In the entries below, count each line where "HighNitrogen" appears. Give the total and nothing more.

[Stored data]

====================

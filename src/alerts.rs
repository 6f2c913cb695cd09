//! Threshold alerting over a set of readings.
//!
//! Stateless: every call derives alerts from scratch. Callers that need
//! "new since last poll" semantics track that themselves.

use serde::Serialize;

use crate::models::StoredReading;

/// Nitrogen above this (ppm) raises [`AlertKind::HighNitrogen`]. Exclusive.
pub const NITROGEN_ALERT_PPM: f64 = 200.0;
/// Acceptable pH band, inclusive on both ends.
pub const PH_BAND: (f64, f64) = (6.0, 7.0);

#[derive(Debug, Clone, Copy, PartialEq, Eq, Serialize)]
#[serde(rename_all = "kebab-case")]
pub enum AlertKind {
    HighNitrogen,
    PhOutOfRange,
}

#[derive(Debug, Clone, Copy, PartialEq, Eq, Serialize)]
#[serde(rename_all = "kebab-case")]
pub enum Severity {
    Warning,
}

#[derive(Debug, Clone, PartialEq, Serialize)]
#[serde(rename_all = "camelCase")]
pub struct AlertEvent {
    pub device_id: String,
    pub kind: AlertKind,
    pub message: String,
    pub severity: Severity,
}

// ---

/// Evaluate every reading against the static rules.
///
/// Output follows input order; within one reading the nitrogen rule is
/// checked before the pH rule.
pub fn evaluate(readings: &[StoredReading]) -> Vec<AlertEvent> {
    // ---
    let mut alerts = Vec::new();

    for r in readings {
        if is_high_nitrogen(r.nitrogen) {
            alerts.push(AlertEvent {
                device_id: r.device_id.clone(),
                kind: AlertKind::HighNitrogen,
                message: format!(
                    "High nitrogen level detected on {}: {} ppm",
                    r.device_id, r.nitrogen
                ),
                severity: Severity::Warning,
            });
        }

        if is_ph_out_of_range(r.ph) {
            alerts.push(AlertEvent {
                device_id: r.device_id.clone(),
                kind: AlertKind::PhOutOfRange,
                message: format!(
                    "pH out of range on {}: {} (should be 6.0–7.0)",
                    r.device_id, r.ph
                ),
                severity: Severity::Warning,
            });
        }
    }

    alerts
}

pub fn is_high_nitrogen(nitrogen: f64) -> bool {
    nitrogen > NITROGEN_ALERT_PPM
}

pub fn is_ph_out_of_range(ph: f64) -> bool {
    ph < PH_BAND.0 || ph > PH_BAND.1
}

====================

> WRITTEN RESPONSE:
3